My current projects aim to find better ways of channelling patient opinions and experiences to shape health services for the benefit of patients. I’ll be investigating what kinds of insights can be picked up from online words, text and conversations posted publicly on social media platforms.

How will you go about this?

I’m looking to learn and trial a technique called Natural Language Processing (NLP) to analyse naturally occurring conversations, particularly on social media. It’s a way of harnessing patient experience in a different way by deriving meaning from text. Often a patient may have an adverse reaction to a drug or be unhappy with a health service, but whilst they may not tell their doctor, they may write about it on Twitter or Facebook.

One area that interests me is understanding the public’s perception of the NHS working with commercial companies, such as a pharmaceutical or software company. If you can understand the public’s concerns you can look to address them and set standards for working in trustworthy ways.

The plan is to use NLP alongside more traditional ways of understanding patient opinions and experience, to spot any pitfalls or limitations, and find ways that these insights might shape future care, policy and services.
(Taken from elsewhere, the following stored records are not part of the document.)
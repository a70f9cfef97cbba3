//! Minimal AWS Signature Version 4 signing, specialised for the JSON 1.1 `POST /` requests this crate makes.
//!
//! Only the headers that participate in every Cognito admin call are signed: `content-type`, `host`, `x-amz-date`
//! and `x-amz-target`. There is no query string and the path is always `/`, which removes the canonicalisation
//! edge cases of the general algorithm.

use chrono::{DateTime, Utc};
use hmac::{Hmac, Mac};
use sha2::{Digest, Sha256};

use crate::CognitoApiError;

type HmacSha256 = Hmac<Sha256>;

const SERVICE: &str = "cognito-idp";
const ALGORITHM: &str = "AWS4-HMAC-SHA256";

pub(crate) struct SigningKeys<'a> {
    pub access_key_id: &'a str,
    pub secret_access_key: &'a str,
    pub region: &'a str,
}

/// The two headers the caller must attach to the outgoing request.
pub(crate) struct SignedHeaders {
    pub amz_date: String,
    pub authorization: String,
}

pub(crate) fn sign_post_request(
    keys: &SigningKeys<'_>,
    host: &str,
    target: &str,
    content_type: &str,
    body: &str,
    now: DateTime<Utc>,
) -> Result<SignedHeaders, CognitoApiError> {
    let amz_date = now.format("%Y%m%dT%H%M%SZ").to_string();
    let date_stamp = now.format("%Y%m%d").to_string();
    let payload_hash = hex_digest(body.as_bytes());
    let canonical_headers =
        format!("content-type:{content_type}\nhost:{host}\nx-amz-date:{amz_date}\nx-amz-target:{target}\n");
    let signed_headers = "content-type;host;x-amz-date;x-amz-target";
    let canonical_request = format!("POST\n/\n\n{canonical_headers}\n{signed_headers}\n{payload_hash}");
    let credential_scope = format!("{date_stamp}/{}/{SERVICE}/aws4_request", keys.region);
    let string_to_sign =
        format!("{ALGORITHM}\n{amz_date}\n{credential_scope}\n{}", hex_digest(canonical_request.as_bytes()));

    let k_date = hmac(format!("AWS4{}", keys.secret_access_key).as_bytes(), date_stamp.as_bytes())?;
    let k_region = hmac(&k_date, keys.region.as_bytes())?;
    let k_service = hmac(&k_region, SERVICE.as_bytes())?;
    let k_signing = hmac(&k_service, b"aws4_request")?;
    let signature = hex(&hmac(&k_signing, string_to_sign.as_bytes())?);

    let authorization = format!(
        "{ALGORITHM} Credential={}/{credential_scope}, SignedHeaders={signed_headers}, Signature={signature}",
        keys.access_key_id
    );
    Ok(SignedHeaders { amz_date, authorization })
}

fn hmac(key: &[u8], data: &[u8]) -> Result<Vec<u8>, CognitoApiError> {
    let mut mac = HmacSha256::new_from_slice(key).map_err(|e| CognitoApiError::SigningError(e.to_string()))?;
    mac.update(data);
    Ok(mac.finalize().into_bytes().to_vec())
}

fn hex(bytes: &[u8]) -> String {
    bytes.iter().map(|b| format!("{b:02x}")).collect()
}

fn hex_digest(data: &[u8]) -> String {
    hex(&Sha256::digest(data))
}
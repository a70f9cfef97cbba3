use std::sync::Arc;

use chrono::Utc;
use log::*;
use reqwest::{
    header::{HeaderMap, HeaderValue},
    Client,
};
use serde::de::DeserializeOwned;
use serde_json::{json, Value};

use crate::{
    config::CognitoConfig,
    data_objects::{AuthenticationResult, InitiateAuthResponse, SignUpResponse, UserProfile},
    helpers::secret_hash,
    sigv4::{sign_post_request, SigningKeys},
    CognitoApiError,
};

const CONTENT_TYPE: &str = "application/x-amz-json-1.1";
const TARGET_PREFIX: &str = "AWSCognitoIdentityProviderService";

#[derive(Clone)]
pub struct CognitoApi {
    config: CognitoConfig,
    client: Arc<Client>,
}

impl CognitoApi {
    pub fn new(config: CognitoConfig) -> Result<Self, CognitoApiError> {
        let mut headers = HeaderMap::with_capacity(1);
        headers.insert("Content-Type", HeaderValue::from_static(CONTENT_TYPE));
        let client =
            Client::builder().default_headers(headers).build().map_err(|e| CognitoApiError::Initialization(e.to_string()))?;
        Ok(Self { config, client: Arc::new(client) })
    }

    pub fn config(&self) -> &CognitoConfig {
        &self.config
    }

    /// Sends one AWS JSON 1.1 operation and deserializes the response. Admin operations are SigV4-signed with the
    /// configured IAM credentials; client operations go out unsigned.
    async fn target_query<T: DeserializeOwned>(
        &self,
        operation: &str,
        body: Value,
        admin: bool,
    ) -> Result<T, CognitoApiError> {
        let target = format!("{TARGET_PREFIX}.{operation}");
        let body = body.to_string();
        trace!("Sending {target} query");
        let mut req = self.client.post(self.config.endpoint()).header("X-Amz-Target", &target);
        if admin {
            let keys = SigningKeys {
                access_key_id: &self.config.access_key_id,
                secret_access_key: self.config.secret_access_key.reveal(),
                region: &self.config.region,
            };
            let signed = sign_post_request(&keys, &self.config.host(), &target, CONTENT_TYPE, &body, Utc::now())?;
            req = req.header("X-Amz-Date", signed.amz_date).header("Authorization", signed.authorization);
        }
        let response = req.body(body).send().await.map_err(|e| CognitoApiError::RequestError(e.to_string()))?;
        if response.status().is_success() {
            trace!("{target} query successful. {}", response.status());
            response.json::<T>().await.map_err(|e| CognitoApiError::JsonError(e.to_string()))
        } else {
            let status = response.status().as_u16();
            let body = response.text().await.map_err(|e| CognitoApiError::RequestError(e.to_string()))?;
            Err(service_error(status, &body))
        }
    }

    /// Registers a new user in the pool. The returned `user_sub` is the provider's unique id for the user.
    pub async fn sign_up(&self, email: &str, password: &str) -> Result<SignUpResponse, CognitoApiError> {
        let mut body = json!({
            "ClientId": self.config.client_id,
            "Username": email,
            "Password": password,
        });
        if let Some(secret) = &self.config.client_secret {
            body["SecretHash"] = secret_hash(secret.reveal(), email, &self.config.client_id)?.into();
        }
        debug!("Registering new user with the identity provider");
        let response = self.target_query::<SignUpResponse>("SignUp", body, false).await?;
        info!("Registered new user {}", response.user_sub);
        Ok(response)
    }

    /// Confirms a registration on the user's behalf. Requires IAM credentials with `AdminConfirmSignUp` permission.
    pub async fn admin_confirm_sign_up(&self, email: &str) -> Result<(), CognitoApiError> {
        let body = json!({
            "UserPoolId": self.config.user_pool_id,
            "Username": email,
        });
        debug!("Confirming user registration");
        self.target_query::<Value>("AdminConfirmSignUp", body, true).await?;
        info!("Confirmed user registration");
        Ok(())
    }

    /// Authenticates with email and password via the `USER_PASSWORD_AUTH` flow and returns the issued tokens.
    pub async fn initiate_auth(&self, email: &str, password: &str) -> Result<AuthenticationResult, CognitoApiError> {
        let mut auth_parameters = json!({
            "USERNAME": email,
            "PASSWORD": password,
        });
        if let Some(secret) = &self.config.client_secret {
            auth_parameters["SECRET_HASH"] = secret_hash(secret.reveal(), email, &self.config.client_id)?.into();
        }
        let body = json!({
            "AuthFlow": "USER_PASSWORD_AUTH",
            "ClientId": self.config.client_id,
            "AuthParameters": auth_parameters,
        });
        debug!("Authenticating user with the identity provider");
        let response = self.target_query::<InitiateAuthResponse>("InitiateAuth", body, false).await?;
        match response.authentication_result {
            Some(result) => Ok(result),
            // MFA and password-reset challenges are not part of the supported flows
            None => {
                let challenge = response.challenge_name.unwrap_or_else(|| "unknown challenge".to_string());
                Err(CognitoApiError::NotAuthorized {
                    message: format!("Authentication requires a further challenge: {challenge}"),
                })
            },
        }
    }

    /// Verifies an access token by asking the provider for the profile it belongs to. An invalid or expired token
    /// fails with [`CognitoApiError::NotAuthorized`].
    pub async fn get_user(&self, access_token: &str) -> Result<UserProfile, CognitoApiError> {
        let body = json!({ "AccessToken": access_token });
        trace!("Verifying access token with the identity provider");
        self.target_query("GetUser", body, false).await
    }
}

fn service_error(status: u16, body: &str) -> CognitoApiError {
    let parsed = serde_json::from_str::<Value>(body).unwrap_or_default();
    let kind = parsed["__type"].as_str().unwrap_or("UnknownError").to_string();
    let message = parsed["message"]
        .as_str()
        .or_else(|| parsed["Message"].as_str())
        .map(str::to_string)
        .unwrap_or_else(|| format!("The identity provider returned HTTP {status}"));
    if ["NotAuthorized", "ExpiredToken", "UserNotFound"].iter().any(|k| kind.contains(k)) {
        CognitoApiError::NotAuthorized { message }
    } else {
        CognitoApiError::ServiceError { kind, message }
    }
}
use std::{
    fmt,
    fmt::{Debug, Display},
};

/// A thin wrapper around sensitive values that redacts them in `Debug` and `Display` output.
/// The only way to get at the inner value is an explicit call to [`Secret::reveal`].
#[derive(Clone, Default)]
pub struct Secret<T>
where T: Clone + Default
{
    value: T,
}

impl<T: Clone + Default> Secret<T> {
    pub fn new(value: T) -> Self {
        Self { value }
    }

    pub fn reveal(&self) -> &T {
        &self.value
    }
}

impl<T: Clone + Default> Debug for Secret<T> {
    fn fmt(&self, f: &mut fmt::Formatter<'_>) -> fmt::Result {
        f.write_str("****")
    }
}

impl<T: Clone + Default> Display for Secret<T> {
    fn fmt(&self, f: &mut fmt::Formatter<'_>) -> fmt::Result {
        f.write_str("****")
    }
}
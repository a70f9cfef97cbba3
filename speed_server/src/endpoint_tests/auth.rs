use actix_web::{
    body::MessageBody,
    http::StatusCode,
    test,
    test::TestRequest,
    web,
    web::ServiceConfig,
    App,
};
use log::*;
use serde_json::{json, Value};

use super::mocks::MockIdentityProvider;
use crate::{
    auth::{AuthApi, TokenSet},
    errors::AuthError,
    routes::{LoginRoute, RegisterRoute},
    server::json_payload_config,
};

#[actix_web::test]
async fn register_succeeds_and_auto_confirms() {
    let _ = env_logger::try_init().ok();
    let mut provider = MockIdentityProvider::new();
    provider.expect_register_user().returning(|_, _| Ok("uuid-1234".to_string()));
    provider.expect_confirm_registration().times(1).returning(|_| Ok(()));
    let (status, body) =
        post_request(provider, "/auth/register", json!({"email": "alice@example.com", "password": "hunter22"})).await;
    info!("Response body: {body}");
    assert!(status.is_success());
    assert!(body.contains("Registration successful. You can now login."), "was: {body}");
    assert!(body.contains(r#""userSub":"uuid-1234""#), "was: {body}");
}

#[actix_web::test]
async fn register_without_a_password_is_rejected() {
    let provider = MockIdentityProvider::new();
    let (status, body) = post_request(provider, "/auth/register", json!({"email": "alice@example.com"})).await;
    assert_eq!(status.as_u16(), StatusCode::BAD_REQUEST.as_u16());
    assert_eq!(body, r#"{"error":"Email and password are required"}"#);
}

#[actix_web::test]
async fn register_with_an_existing_user_is_a_client_error() {
    let mut provider = MockIdentityProvider::new();
    provider
        .expect_register_user()
        .returning(|_, _| Err(AuthError::RegistrationFailed("User already exists".to_string())));
    let (status, body) =
        post_request(provider, "/auth/register", json!({"email": "alice@example.com", "password": "hunter22"})).await;
    assert_eq!(status.as_u16(), StatusCode::BAD_REQUEST.as_u16());
    assert_eq!(body, r#"{"error":"User already exists"}"#);
}

#[actix_web::test]
async fn register_succeeds_even_when_confirmation_fails() {
    let _ = env_logger::try_init().ok();
    let mut provider = MockIdentityProvider::new();
    provider.expect_register_user().returning(|_, _| Ok("uuid-5678".to_string()));
    provider
        .expect_confirm_registration()
        .returning(|_| Err(AuthError::ProviderUnavailable("connection reset".to_string())));
    let (status, body) =
        post_request(provider, "/auth/register", json!({"email": "bob@example.com", "password": "hunter22"})).await;
    assert!(status.is_success(), "was: {body}");
    assert!(body.contains("uuid-5678"), "was: {body}");
}

#[actix_web::test]
async fn login_returns_the_token_bundle() {
    let mut provider = MockIdentityProvider::new();
    provider.expect_authenticate().returning(|_, _| {
        Ok(TokenSet {
            access_token: "access.jwt".to_string(),
            refresh_token: Some("refresh.jwt".to_string()),
            id_token: Some("id.jwt".to_string()),
            expires_in: Some(3600),
        })
    });
    let (status, body) =
        post_request(provider, "/auth/login", json!({"email": "alice@example.com", "password": "hunter22"})).await;
    assert!(status.is_success());
    assert!(body.contains("Login successful"), "was: {body}");
    assert!(body.contains(r#""accessToken":"access.jwt""#), "was: {body}");
    assert!(body.contains(r#""refreshToken":"refresh.jwt""#), "was: {body}");
    assert!(body.contains(r#""idToken":"id.jwt""#), "was: {body}");
    assert!(body.contains(r#""expiresIn":3600"#), "was: {body}");
}

#[actix_web::test]
async fn login_with_bad_credentials_is_unauthorized() {
    let mut provider = MockIdentityProvider::new();
    provider
        .expect_authenticate()
        .returning(|_, _| Err(AuthError::InvalidCredentials("Incorrect username or password.".to_string())));
    let (status, body) =
        post_request(provider, "/auth/login", json!({"email": "alice@example.com", "password": "nope"})).await;
    assert_eq!(status.as_u16(), StatusCode::UNAUTHORIZED.as_u16());
    assert_eq!(body, r#"{"error":"Incorrect username or password."}"#);
}

#[actix_web::test]
async fn login_without_credentials_is_rejected() {
    let provider = MockIdentityProvider::new();
    let (status, body) = post_request(provider, "/auth/login", json!({})).await;
    assert_eq!(status.as_u16(), StatusCode::BAD_REQUEST.as_u16());
    assert_eq!(body, r#"{"error":"Email and password are required"}"#);
}

fn configure_app(provider: MockIdentityProvider) -> impl FnOnce(&mut ServiceConfig) {
    move |cfg| {
        let api = AuthApi::new(provider, true);
        cfg.app_data(web::Data::new(api)).service(
            web::scope("/auth")
                .service(RegisterRoute::<MockIdentityProvider>::new())
                .service(LoginRoute::<MockIdentityProvider>::new()),
        );
    }
}

async fn post_request(provider: MockIdentityProvider, path: &str, body: Value) -> (StatusCode, String) {
    let req = TestRequest::post().uri(path).set_json(&body).to_request();
    let app = App::new().app_data(json_payload_config()).configure(configure_app(provider));
    let app = test::init_service(app).await;
    debug!("Making request");
    let (_, res) = test::call_service(&app, req).await.into_parts();
    let status = res.status();
    let body = String::from_utf8_lossy(&res.into_body().try_into_bytes().unwrap()).into_owned();
    (status, body)
}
How else do you gain insights?

I am also interested in the free text found in notes, letters and reports within medical records as a way of providing a richer narrative to patient experience. Analysing free text comes with a host of challenges as it can contain sensitive and personal data that may need to be removed, so there are ethical, confidential and security issues to contend with. This is where my public engagement background comes in and I am collaborating with other researchers to better understand the public’s views on this.

What impact has your research had?

Recently, Dr Elizabeth Ford of Brighton and Sussex Medical School invited me to help run a Citizens Jury: a deep dive into public opinion on whether it’s acceptable to use free text in medical records for research. At first people didn’t necessarily know what their medical record looked like, never mind the difference between structured and unstructured data. After understanding the process, and considering the pros and cons of access, everyone fairly or strongly supported access to the data provided the right safeguards were in place. Our next step is to finalise a series of recommendations for the governance of free text research in future, that will hopefully influence researchers and data custodians.